Nova is 103 feet longer than the Muse class ships and carries 120 more guests than Silver Spirit’s. Many people overlook one important metric, though: the passenger space ratio – that is, the number of guests relative to the size of the ship (in tonnage). Here, Silver Nova comes out with more elbow room per passenger than almost any other cruise ship operating.
This is something you can feel throughout the ship. For instance, Arts Café now becomes the beating heart of the ship, but guest will find plenty of nooks secreted around the ship. You’ll find more loungers and chairs on the pool decks than passengers.
The best bunks
Silver Nova’s accommodations break the mold, introducing seven new categories of suites. There are, for example, two Otium Suites. These suites are in the aft starboard corner of the ship, one atop the other, another benefit of Nova’s horizontal layout.
Silversea has never had aft-facing accommodations, and because these are on a corner and they have a balcony that extends out a few feet farther, they afford 270-degree views of sea and sky. Sitting on this 431-square-foot veranda is a private hot tub, and the inside wraparound floor-to-ceiling windows allow you to enjoy the ocean.

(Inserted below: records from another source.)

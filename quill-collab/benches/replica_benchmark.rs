use std::hint::black_box;

use criterion::{criterion_group, criterion_main, Criterion};
use quill_collab::bus::{BusEnvelope, Replicated};
use quill_collab::diff::text_edit;
use quill_collab::replica::{Lineage, Operation, Replica, ReplicaId, ReplicaState};
use quill_collab::storage::{DocumentStore, RocksStore, StoreConfig};
use quill_collab::DocumentId;

fn typed(replica: &mut Replica, text: &str) -> Vec<Operation> {
    text.chars()
        .map(|c| {
            let len = replica.len();
            replica.insert_local(len, c)
        })
        .collect()
}

fn sample_text(len: usize) -> String {
    "the quick brown fox jumps over the lazy dog "
        .chars()
        .cycle()
        .take(len)
        .collect()
}

// ─── Replica benchmarks ─────────────────────────────────────

fn bench_type_1000_chars(c: &mut Criterion) {
    let text = sample_text(1000);
    c.bench_function("replica_type_1000_chars", |b| {
        b.iter(|| {
            let mut replica = Replica::new(ReplicaId(1));
            black_box(typed(&mut replica, black_box(&text)));
        })
    });
}

fn bench_apply_remote_1000_ops(c: &mut Criterion) {
    let mut source = Replica::new(ReplicaId(1));
    let ops = typed(&mut source, &sample_text(1000));

    c.bench_function("replica_apply_1000_remote_ops", |b| {
        b.iter(|| {
            let mut replica = Replica::new(ReplicaId(2));
            black_box(replica.apply_all(black_box(&ops)));
        })
    });
}

fn bench_apply_reversed_1000_ops(c: &mut Criterion) {
    let mut source = Replica::new(ReplicaId(1));
    let mut ops = typed(&mut source, &sample_text(1000));
    ops.reverse();

    c.bench_function("replica_apply_1000_reversed_ops", |b| {
        b.iter(|| {
            let mut replica = Replica::new(ReplicaId(2));
            black_box(replica.apply_all(black_box(&ops)));
        })
    });
}

fn bench_load_10k(c: &mut Criterion) {
    let text = sample_text(10_000);
    c.bench_function("replica_load_10k_chars", |b| {
        b.iter(|| {
            black_box(Replica::hydrated(ReplicaId(1), black_box(&text), Lineage::ORIGIN));
        })
    });
}

fn bench_materialize_10k(c: &mut Criterion) {
    let replica = Replica::hydrated(ReplicaId(1), &sample_text(10_000), Lineage::ORIGIN);
    c.bench_function("replica_materialize_10k_chars", |b| {
        b.iter(|| black_box(replica.materialize()))
    });
}

fn bench_text_edit_middle_10k(c: &mut Criterion) {
    let old = sample_text(10_000);
    let mut new = old.clone();
    new.insert_str(5_000, "inserted ");
    let base = Replica::hydrated(ReplicaId(1), &old, Lineage::ORIGIN);

    c.bench_function("replica_text_edit_middle_10k", |b| {
        b.iter(|| {
            let mut replica = base.clone();
            let edit = text_edit(black_box(&old), black_box(&new));
            black_box(replica.apply_text_edit(&edit));
        })
    });
}

fn bench_paste_middle_10k(c: &mut Criterion) {
    let old = sample_text(10_000);
    let mut new = old.clone();
    new.insert_str(5_000, &sample_text(1_000));
    let base = Replica::hydrated(ReplicaId(1), &old, Lineage::ORIGIN);

    c.bench_function("replica_paste_1000_chars_middle_10k", |b| {
        b.iter(|| {
            let mut replica = base.clone();
            let edit = text_edit(black_box(&old), black_box(&new));
            black_box(replica.apply_text_edit(&edit));
        })
    });
}

// ─── Bus benchmarks ─────────────────────────────────────────

fn bench_envelope_roundtrip(c: &mut Criterion) {
    let mut source = Replica::new(ReplicaId(1));
    let ops = typed(&mut source, &sample_text(64));
    let envelope = BusEnvelope::new(DocumentId::from("bench"), Replicated::Edit { lineage: Lineage::ORIGIN, ops });

    c.bench_function("envelope_roundtrip_64_ops", |b| {
        b.iter(|| {
            let bytes = envelope.encode().unwrap();
            black_box(BusEnvelope::decode(black_box(&bytes)).unwrap());
        })
    });
}

// ─── Storage benchmarks ─────────────────────────────────────

fn bench_store_save_4kb(c: &mut Criterion) {
    let runtime = tokio::runtime::Runtime::new().unwrap();
    let dir = tempfile::tempdir().unwrap();
    let store = RocksStore::open(StoreConfig::for_testing(dir.path())).unwrap();
    let doc = DocumentId::from("bench");
    let content = sample_text(4096);
    let state = ReplicaState::default();

    c.bench_function("store_save_4KB", |b| {
        b.iter(|| runtime.block_on(async { black_box(store.save(&doc, &content, &state).await.unwrap()) }))
    });
}

fn bench_store_hydrate_4kb(c: &mut Criterion) {
    let runtime = tokio::runtime::Runtime::new().unwrap();
    let dir = tempfile::tempdir().unwrap();
    let store = RocksStore::open(StoreConfig::for_testing(dir.path())).unwrap();
    let doc = DocumentId::from("bench");
    runtime.block_on(store.save(&doc, &sample_text(4096), &ReplicaState::default())).unwrap();

    c.bench_function("store_get_or_create_4KB", |b| {
        b.iter(|| runtime.block_on(async { black_box(store.get_or_create(&doc).await.unwrap()) }))
    });
}

criterion_group!(
    benches,
    bench_type_1000_chars,
    bench_apply_remote_1000_ops,
    bench_apply_reversed_1000_ops,
    bench_load_10k,
    bench_materialize_10k,
    bench_text_edit_middle_10k,
    bench_paste_middle_10k,
    bench_envelope_roundtrip,
    bench_store_save_4kb,
    bench_store_hydrate_4kb,
);
criterion_main!(benches);
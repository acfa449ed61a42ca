//! Sequence CRDT holding one document's text.
//!
//! Every character ever typed is an [`Element`] with a globally unique
//! [`ElementId`] and the id of the element that was on its left when it was
//! created (`origin_left`). Deleted characters stay as tombstones.
//!
//! ```text
//!   START ── h(1@a) ── i(2@a) ── !(4@b)         visible text: "hi!"
//!                  └── ✗(3@a)  (tombstone)
//! ```
//!
//! Ordering rule: an element sits right after its origin; elements sharing
//! an origin are ordered by descending id, and the run of a greater sibling
//! (including everything inserted into it later) precedes a lesser sibling.
//! Ids are Lamport timestamps, so a newly integrated element only has to
//! skip the elements to its right whose id is greater than its own. Two
//! replicas holding the same set of elements therefore produce the same
//! order no matter how delivery was interleaved.
//!
//! Operations whose dependencies have not arrived yet (an insert whose
//! origin is unknown, a delete of an unknown id) are parked and take effect
//! as soon as the missing element shows up.
//!
//! Text loaded in bulk (hydration, rollback) gets ids minted from the
//! replica's [`Lineage`]; a rollback starts a newer lineage, and operations
//! from an older one no longer apply.
//!
//! Integration cost: locating an origin is a linear scan unless it is the
//! element integrated last, which covers typed and pasted runs; inserting
//! shifts the element vector. Local multi-character edits are spliced in
//! one go.
//!
//! Tombstones are never collected: that needs causal-stability tracking
//! across every replica.

use std::collections::{HashMap, HashSet};
use std::fmt;

use serde::{Deserialize, Serialize};
use uuid::Uuid;

use crate::diff::TextEdit;

/// Identity of a replica minting element ids.
#[derive(Debug, Clone, Copy, PartialEq, Eq, PartialOrd, Ord, Hash, Serialize, Deserialize)]
pub struct ReplicaId(pub u64);

impl ReplicaId {
    /// A random, non-zero replica id (one per server process).
    pub fn random() -> Self {
        loop {
            let (high, _) = Uuid::new_v4().as_u64_pair();
            if high != 0 {
                return Self(high);
            }
        }
    }
}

Before disembarking, I also peeked at one of Nova’s Master Suites, which are at the port aft corners. Although smaller, they still have that wraparound balcony.
You’ll find new and noteworthy venues, starting with the Marquee, a glorious, pergola-topped al fresco dining room sitting atop Deck 10. On Nova this is a catchall name for The Grill and Spaccanapoli, which return Silversea guests will know. Whether for breakfast, lunch or dinner and no matter what menu you order from, the sea beckons from both sides of the room.
S.A.L.T. Lab, where guests partake in hands-on cooking demos, now has the most spectacular test kitchen aboard Nova, relocated to Deck 10 and with a raised ceiling plus a wall of windows for the view. The space has a second use, serving an 11-course S.A.L.T. Chef’s Table dining experience, focused even more tightly on cuisines of the sailing itinerary, procuring specialty items and sharing the stories behind them.
Aft, but not least, the Dusk Bar sits on Deck 10 and is loaded with Silversea’s usual stock of unusual spirits. This perch is a surefire sunset selfie setting. Fear not, though: Even when the sun sets, Nova remains luminous.